■ YOUR INSTRUCTIONS ■
Starting at the first line, copy the data below through to the end, exactly.

■ RECORDS TO PROCESS ■
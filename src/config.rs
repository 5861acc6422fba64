//! Command-line configuration.
//!
//! Three subcommands:
//!
//! - `mask`: mask one slide
//! - `batch`: mask every `.svs` slide in a directory, settings from a JSON file
//! - `inspect`: print a slide's identity and level catalog, optionally
//!   exporting its thumbnail, label and macro images
//!
//! # Environment Variables
//!
//! Options of the `mask` command can also be set with the `WSI_MASK_` prefix:
//!
//! - `WSI_MASK_INPUT` / `WSI_MASK_OUTPUT` - Slide and output paths
//! - `WSI_MASK_THRESHOLD` - Fixed threshold (default: Otsu)
//! - `WSI_MASK_MULTIPLIER` - Otsu multiplier (default: 1.05)
//! - `WSI_MASK_SIGMA` - Blur sigma (default: 1.0)
//! - `WSI_MASK_MIN_AREA` - Cleaning area in pixels (default: 10)
//! - `WSI_MASK_COMPRESSION` - none, lzw or zlib (default: lzw)

use std::path::PathBuf;

use clap::{Args, Parser, Subcommand};

use crate::error::ConfigError;
use crate::pipeline::{
    LevelSelection, OutputCompression, OutputMode, ProcessingParams, RunRequest, SlideJob,
};

// =============================================================================
// Default Values
// =============================================================================

/// Default Otsu threshold multiplier.
pub const DEFAULT_MULTIPLIER: f64 = 1.05;

/// Default Gaussian blur sigma.
pub const DEFAULT_SIGMA: f64 = 1.0;

/// Default minimum component area for mask cleaning.
pub const DEFAULT_MIN_AREA: u32 = 10;

/// Default batch configuration file.
pub const DEFAULT_BATCH_CONFIG: &str = "config.json";

// =============================================================================
// CLI Arguments
// =============================================================================

/// WSI Tissue Mask - background removal for Whole Slide Images.
///
/// Computes a tissue mask once at a coarse pyramid level and applies it to
/// every requested level.
#[derive(Parser, Debug, Clone)]
#[command(name = "wsi-tissue-mask")]
#[command(author, version, about, long_about = None)]
pub struct Cli {
    #[command(subcommand)]
    pub command: Command,
}

impl Cli {
    pub fn into_command(self) -> Command {
        self.command
    }
}

#[derive(Subcommand, Debug, Clone)]
pub enum Command {
    /// Mask one slide
    Mask(MaskConfig),

    /// Mask every slide in a directory
    Batch(BatchConfig),

    /// Print a slide's level catalog
    Inspect(InspectConfig),
}

// =============================================================================
// Mask Command
// =============================================================================

#[derive(Args, Debug, Clone, PartialEq)]
pub struct MaskConfig {
    /// Input slide (.svs or pyramidal .tif/.tiff).
    #[arg(short, long, env = "WSI_MASK_INPUT")]
    pub input: PathBuf,

    /// Output path for level 0 (.tif, .tiff or .png).
    ///
    /// Other levels are written next to it as `<stem>_levelN.<ext>`.
    #[arg(short, long, env = "WSI_MASK_OUTPUT")]
    pub output: PathBuf,

    /// Fixed threshold (0-255). Uses Otsu's method when omitted.
    #[arg(short, long, env = "WSI_MASK_THRESHOLD")]
    pub threshold: Option<u8>,

    /// Multiplier applied to the Otsu threshold.
    #[arg(short, long, default_value_t = DEFAULT_MULTIPLIER, env = "WSI_MASK_MULTIPLIER")]
    pub multiplier: f64,

    /// Gaussian blur sigma before thresholding; 0 disables blurring.
    #[arg(short, long, default_value_t = DEFAULT_SIGMA, env = "WSI_MASK_SIGMA")]
    pub sigma: f64,

    /// Remove small tissue specks and fill small holes.
    #[arg(long, default_value_t = false)]
    pub clean_mask: bool,

    /// Area threshold in pixels used by --clean-mask.
    #[arg(long, default_value_t = DEFAULT_MIN_AREA, env = "WSI_MASK_MIN_AREA")]
    pub min_area: u32,

    /// Also write the mask as `<stem>_mask.png`.
    #[arg(long, default_value_t = false)]
    pub save_mask: bool,

    /// Write all levels into one multi-page pyramid TIFF.
    #[arg(long, default_value_t = false)]
    pub pyramid: bool,

    /// TIFF compression.
    #[arg(long, value_enum, default_value_t = OutputCompression::Lzw, env = "WSI_MASK_COMPRESSION")]
    pub compression: OutputCompression,

    /// Process levels 0 through N.
    #[arg(long)]
    pub max_level: Option<usize>,

    /// Comma-separated levels to process, in order (overrides --max-level).
    #[arg(long)]
    pub levels: Option<String>,

    /// Level the mask is computed on (default: finest level within 4096 px).
    #[arg(long)]
    pub mask_level: Option<usize>,

    /// Compute everything but write no files.
    #[arg(long, default_value_t = false)]
    pub dry_run: bool,

    /// Enable verbose logging (debug level).
    #[arg(short, long, default_value_t = false)]
    pub verbose: bool,
}

impl MaskConfig {
    /// Validate the arguments and build the job they describe.
    pub fn validate(&self) -> Result<SlideJob, ConfigError> {
        if !self.input.is_file() {
            return Err(ConfigError::InputNotFound(self.input.clone()));
        }

        Ok(SlideJob {
            input: self.input.clone(),
            output: self.output.clone(),
            params: self.params()?,
            request: RunRequest {
                levels: self.level_selection()?,
                mask_level: self.mask_level,
                save_mask: self.save_mask,
            },
            dry_run: self.dry_run,
        })
    }

    pub fn params(&self) -> Result<ProcessingParams, ConfigError> {
        ProcessingParams {
            threshold: self.threshold,
            otsu_multiplier: self.multiplier,
            blur_sigma: self.sigma,
            clean_mask: self.clean_mask,
            min_area_pixels: self.min_area,
            compression: self.compression,
            output_mode: if self.pyramid {
                OutputMode::SinglePyramid
            } else {
                OutputMode::PerLevelFiles
            },
        }
        .validate()
    }

    pub fn level_selection(&self) -> Result<LevelSelection, ConfigError> {
        match (&self.levels, self.max_level) {
            (Some(list), _) => LevelSelection::parse_list(list),
            (None, Some(max)) => Ok(LevelSelection::UpTo(max)),
            (None, None) => Ok(LevelSelection::All),
        }
    }
}

// =============================================================================
// Batch Command
// =============================================================================

#[derive(Args, Debug, Clone, PartialEq)]
pub struct BatchConfig {
    /// JSON settings file.
    #[arg(short, long, default_value = DEFAULT_BATCH_CONFIG, env = "WSI_MASK_BATCH_CONFIG")]
    pub config: PathBuf,

    /// Write into a non-empty output directory.
    #[arg(long, default_value_t = false)]
    pub force: bool,

    /// Compute everything but write no files.
    #[arg(long, default_value_t = false)]
    pub dry_run: bool,

    /// Enable verbose logging (debug level).
    #[arg(short, long, default_value_t = false)]
    pub verbose: bool,
}

// =============================================================================
// Inspect Command
// =============================================================================

#[derive(Args, Debug, Clone, PartialEq)]
pub struct InspectConfig {
    /// Slide to inspect.
    #[arg(short, long, env = "WSI_MASK_INPUT")]
    pub input: PathBuf,

    /// Print JSON instead of text.
    #[arg(long, default_value_t = false)]
    pub json: bool,

    /// Write the associated images (thumbnail, label, macro) as PNG files
    /// into this directory.
    #[arg(long, value_name = "DIR")]
    pub export_associated: Option<PathBuf>,

    /// Enable verbose logging (debug level).
    #[arg(short, long, default_value_t = false)]
    pub verbose: bool,
}

// =============================================================================
// Tests
// =============================================================================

■ COMPLETED TASK ■
filename src/config.rs
repository 5861acc6422fba64
//! Command-line configuration.
//!
//! Three subcommands:
//!
//! - `mask`: mask one slide
//! - `batch`: mask every `.svs` slide in a directory, settings from a JSON file
//! - `inspect`: print a slide's identity and level catalog, optionally
//!   exporting its thumbnail, label and macro images
//!
//! # Environment Variables
//!
//! Options of the `mask` command can also be set with the `WSI_MASK_` prefix:
//!
//! - `WSI_MASK_INPUT` / `WSI_MASK_OUTPUT` - Slide and output paths
//! - `WSI_MASK_THRESHOLD` - Fixed threshold (default: Otsu)
//! - `WSI_MASK_MULTIPLIER` - Otsu multiplier (default: 1.05)
//! - `WSI_MASK_SIGMA` - Blur sigma (default: 1.0)
//! - `WSI_MASK_MIN_AREA` - Cleaning area in pixels (default: 10)
//! - `WSI_MASK_COMPRESSION` - none, lzw or zlib (default: lzw)

use std::path::PathBuf;

use clap::{Args, Parser, Subcommand};

use crate::error::ConfigError;
use crate::pipeline::{
    LevelSelection, OutputCompression, OutputMode, ProcessingParams, RunRequest, SlideJob,
};

// =============================================================================
// Default Values
// =============================================================================

/// Default Otsu threshold multiplier.
pub const DEFAULT_MULTIPLIER: f64 = 1.05;

/// Default Gaussian blur sigma.
pub const DEFAULT_SIGMA: f64 = 1.0;

/// Default minimum component area for mask cleaning.
pub const DEFAULT_MIN_AREA: u32 = 10;

/// Default batch configuration file.
pub const DEFAULT_BATCH_CONFIG: &str = "config.json";

// =============================================================================
// CLI Arguments
// =============================================================================

/// WSI Tissue Mask - background removal for Whole Slide Images.
///
/// Computes a tissue mask once at a coarse pyramid level and applies it to
/// every requested level.
#[derive(Parser, Debug, Clone)]
#[command(name = "wsi-tissue-mask")]
#[command(author, version, about, long_about = None)]
pub struct Cli {
    #[command(subcommand)]
    pub command: Command,
}

impl Cli {
    pub fn into_command(self) -> Command {
        self.command
    }
}

#[derive(Subcommand, Debug, Clone)]
pub enum Command {
    /// Mask one slide
    Mask(MaskConfig),

    /// Mask every slide in a directory
    Batch(BatchConfig),

    /// Print a slide's level catalog
    Inspect(InspectConfig),
}

// =============================================================================
// Mask Command
// =============================================================================

#[derive(Args, Debug, Clone, PartialEq)]
pub struct MaskConfig {
    /// Input slide (.svs or pyramidal .tif/.tiff).
    #[arg(short, long, env = "WSI_MASK_INPUT")]
    pub input: PathBuf,

    /// Output path for level 0 (.tif, .tiff or .png).
    ///
    /// Other levels are written next to it as `<stem>_levelN.<ext>`.
    #[arg(short, long, env = "WSI_MASK_OUTPUT")]
    pub output: PathBuf,

    /// Fixed threshold (0-255). Uses Otsu's method when omitted.
    #[arg(short, long, env = "WSI_MASK_THRESHOLD")]
    pub threshold: Option<u8>,

    /// Multiplier applied to the Otsu threshold.
    #[arg(short, long, default_value_t = DEFAULT_MULTIPLIER, env = "WSI_MASK_MULTIPLIER")]
    pub multiplier: f64,

    /// Gaussian blur sigma before thresholding; 0 disables blurring.
    #[arg(short, long, default_value_t = DEFAULT_SIGMA, env = "WSI_MASK_SIGMA")]
    pub sigma: f64,

    /// Remove small tissue specks and fill small holes.
    #[arg(long, default_value_t = false)]
    pub clean_mask: bool,

    /// Area threshold in pixels used by --clean-mask.
    #[arg(long, default_value_t = DEFAULT_MIN_AREA, env = "WSI_MASK_MIN_AREA")]
    pub min_area: u32,

    /// Also write the mask as `<stem>_mask.png`.
    #[arg(long, default_value_t = false)]
    pub save_mask: bool,

    /// Write all levels into one multi-page pyramid TIFF.
    #[arg(long, default_value_t = false)]
    pub pyramid: bool,

    /// TIFF compression.
    #[arg(long, value_enum, default_value_t = OutputCompression::Lzw, env = "WSI_MASK_COMPRESSION")]
    pub compression: OutputCompression,

    /// Process levels 0 through N.
    #[arg(long)]
    pub max_level: Option<usize>,

    /// Comma-separated levels to process, in order (overrides --max-level).
    #[arg(long)]
    pub levels: Option<String>,

    /// Level the mask is computed on (default: finest level within 4096 px).
    #[arg(long)]
    pub mask_level: Option<usize>,

    /// Compute everything but write no files.
    #[arg(long, default_value_t = false)]
    pub dry_run: bool,

    /// Enable verbose logging (debug level).
    #[arg(short, long, default_value_t = false)]
    pub verbose: bool,
}

impl MaskConfig {
    /// Validate the arguments and build the job they describe.
    pub fn validate(&self) -> Result<SlideJob, ConfigError> {
        if !self.input.is_file() {
            return Err(ConfigError::InputNotFound(self.input.clone()));
        }

        Ok(SlideJob {
            input: self.input.clone(),
            output: self.output.clone(),
            params: self.params()?,
            request: RunRequest {
                levels: self.level_selection()?,
                mask_level: self.mask_level,
                save_mask: self.save_mask,
            },
            dry_run: self.dry_run,
        })
    }

    pub fn params(&self) -> Result<ProcessingParams, ConfigError> {
        ProcessingParams {
            threshold: self.threshold,
            otsu_multiplier: self.multiplier,
            blur_sigma: self.sigma,
            clean_mask: self.clean_mask,
            min_area_pixels: self.min_area,
            compression: self.compression,
            output_mode: if self.pyramid {
                OutputMode::SinglePyramid
            } else {
                OutputMode::PerLevelFiles
            },
        }
        .validate()
    }

    pub fn level_selection(&self) -> Result<LevelSelection, ConfigError> {
        match (&self.levels, self.max_level) {
            (Some(list), _) => LevelSelection::parse_list(list),
            (None, Some(max)) => Ok(LevelSelection::UpTo(max)),
            (None, None) => Ok(LevelSelection::All),
        }
    }
}

// =============================================================================
// Batch Command
// =============================================================================

#[derive(Args, Debug, Clone, PartialEq)]
pub struct BatchConfig {
    /// JSON settings file.
    #[arg(short, long, default_value = DEFAULT_BATCH_CONFIG, env = "WSI_MASK_BATCH_CONFIG")]
    pub config: PathBuf,

    /// Write into a non-empty output directory.
    #[arg(long, default_value_t = false)]
    pub force: bool,

    /// Compute everything but write no files.
    #[arg(long, default_value_t = false)]
    pub dry_run: bool,

    /// Enable verbose logging (debug level).
    #[arg(short, long, default_value_t = false)]
    pub verbose: bool,
}

// =============================================================================
// Inspect Command
// =============================================================================

#[derive(Args, Debug, Clone, PartialEq)]
pub struct InspectConfig {
    /// Slide to inspect.
    #[arg(short, long, env = "WSI_MASK_INPUT")]
    pub input: PathBuf,

    /// Print JSON instead of text.
    #[arg(long, default_value_t = false)]
    pub json: bool,

    /// Write the associated images (thumbnail, label, macro) as PNG files
    /// into this directory.
    #[arg(long, value_name = "DIR")]
    pub export_associated: Option<PathBuf>,

    /// Enable verbose logging (debug level).
    #[arg(short, long, default_value_t = false)]
    pub verbose: bool,
}

// =============================================================================
// Tests
// =============================================================================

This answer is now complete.